Unused to fearful scenes;

But, young as he is, he has learned to know

The dreadful thing that means.

 

 

A leak in the dike! The stoutest heart

Grows faint that cry to hear,

And the bravest man in all the land

Turns white with mortal fear.

 

 

For he knows the smallest leak may grow

To a flood in a single night;

And he knows the strength of the cruel sea

When loosed in its angry might.

 

 

 Seeing the danger this young boy fearlessly shouts the alarm,

 

He forces back the weight of the sea

with the strength of his single arm.

 

In hopes of help, he puts his ear to the ground listening for a footstep to “pass nigh”. Though no answer comes to him and he feels all hope is lost,

 

Yet what shall he do but watch and wait,

Though he perish at his post!

 

 

The little boy, we read, cries and moans until all he has for company are the stars and the memories of his brothers and sister asleep warm in their bed.

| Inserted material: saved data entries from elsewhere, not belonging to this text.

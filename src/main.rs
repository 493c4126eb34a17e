//! lumengrid daemon: assembles the engine and runs the show.
//!
//! The control surface (HTTP) and the viewer attach from outside through the
//! engine handle; this binary only wires configuration, programs, and the
//! lifecycle together.

use std::path::PathBuf;
use std::sync::Arc;
use std::thread;

use clap::Parser;

use lumengrid_engine::{
    ChannelLayout, EngineConfig, FixedHoursClock, Layout, LightBuffer, OutputFramer, ShowEngine,
};

mod config;
mod programs;

use config::AppConfig;
use programs::{CascadeProgram, SolidProgram};

#[derive(Parser, Debug)]
#[command(author, version, about = "Daemon driving the lumengrid light installation", long_about = None)]
struct Cli {
    /// Path to a JSON configuration file.
    #[arg(short, long)]
    config: Option<PathBuf>,
    /// Program to select on startup (overrides the config file).
    #[arg(short, long)]
    program: Option<String>,
    /// Frame rate override in Hz.
    #[arg(long)]
    frame_rate: Option<f64>,
    /// Animation speed override; 1.0 is real time.
    #[arg(long)]
    speed: Option<f64>,
    /// Start under day/night scheduling instead of immediately.
    #[arg(long)]
    scheduled: bool,
    /// List the registered programs and exit.
    #[arg(long)]
    list_programs: bool,
}

fn main() {
    env_logger::Builder::from_env(env_logger::Env::default().default_filter_or("info")).init();
    let cli = Cli::parse();

    let mut config = match &cli.config {
        Some(path) => match config::load(path) {
            Ok(config) => config,
            Err(err) => {
                log::error!("failed to load {}: {err}", path.display());
                std::process::exit(1);
            }
        },
        None => AppConfig::default(),
    };
    if let Some(program) = cli.program {
        config.program = Some(program);
    }
    if let Some(frame_rate) = cli.frame_rate {
        config.frame_rate_hz = frame_rate;
    }
    if let Some(speed) = cli.speed {
        config.speed = speed;
    }
    if cli.scheduled {
        config.scheduled = true;
    }

    let lights = LightBuffer::new(Layout::double_tower());
    let framer = OutputFramer::new(ChannelLayout::for_buffer(&lights, config.channels));
    let engine = ShowEngine::with_config(
        lights,
        framer,
        EngineConfig {
            frame_rate_hz: config.frame_rate_hz,
            ..EngineConfig::default()
        },
    )
    .with_sun_clock(Arc::new(FixedHoursClock::new(config.sunrise, config.sunset)));

    // The SPI device driver attaches here when running on the installation
    // hardware. Without it the engine runs headless, which is the normal
    // state on a development machine.
    log::warn!("no transmitter attached; running headless");

    engine.register_program(Box::new(SolidProgram::default()));
    engine.register_program(Box::new(CascadeProgram::default()));

    if cli.list_programs {
        for name in engine.program_names() {
            println!("{name}");
        }
        return;
    }

    engine.set_speed(config.speed);
    let program = config.program.clone().unwrap_or_else(|| "cascade".to_string());
    if !engine.select_program(&program) {
        log::error!("program {program:?} is not registered");
        std::process::exit(1);
    }

    if config.scheduled {
        engine.set_scheduled(true);
    } else {
        engine.start();
    }

    log::info!(
        "lumengrid up; driving {} lights at {} Hz",
        engine.with_lights(|l| l.lights().len()),
        config.frame_rate_hz
    );

    loop {
        thread::park();
    }
}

He is tormented with thoughts of his poor mother and father and visions of being found dead.

 

But he never thinks he can leave the place

Where duty holds him fast.

 

His mother has been up with the light for thoughts of her little boy,

 

have been with her all night.

 

She returns to watch the pathway as she had done the day before, when suddenly, she sees her neighbors,

 

bearing something between them

Something straight to her door.  

 

She sees,

 

Her child coming home, but not

As he ever came before!

 

She and her husband fear the worst…that their son is dead…

 

Till a glad shout from the bearers

Thrills the stricken man and wife–

 

 

“Give thanks, for your son has saved our land,

And God has saved his life!”

 

So, there in the morning sunshine

They knelt about the boy;

And every head was bared and bent

In tearful, reverent joy.

 

Despite the years that pass,

 

When the sea roars like a flood,

Their boys are taught what a boy can do

Who is brave and true and good.

 

For every man in that country

Takes his dear son by the hand,

 

And tells him of little Peter,

Whose courage saved the land.

 

 

Many a stormy summer day, I read this poem to my young sons..

 

I taught them that this is who they must be as Christian men, but the lesson never bypassed me. This is who we are all called to be as children of God.

 

Unafraid to perish at our post if we must, for its not about the elephant in the room.

It’s about the leak in the dike. 

 

+PAX

 

  •  Photo: “The Hero of Haarlem” from Hans Brinker; or, the Silver Skates: A Story of Life in Holland, by Mary Mapes Dodge (1865)
  •  Poem

 

 

 

 

4 Comments

  1. Nancy
    Jun 13, 2013

    Yes. Absolutely yes. This is wonderful.

    • Caroline
      Jun 13, 2013

      Nancy, Interesting poem, isn’t it? Amazing how it illustrates so many Biblical principles..and each time I come to it I see it more profoundly.
      Blessings always and +

  2. Victor S E Moubarak
    Jun 13, 2013

    Yes, things may well be bad throughtout the world. But God is still in control.

    Man may have turned his back on God. But God does not turn His back on His followers.

    May He bless you always.

    • Caroline
      Jun 13, 2013

      So true, Victor…And as the challenges increase, I pray to have the resolve of that little boy even if it’s only the stars left to see. Thankfully, the Lord is not like man and we can count on His faithfulness.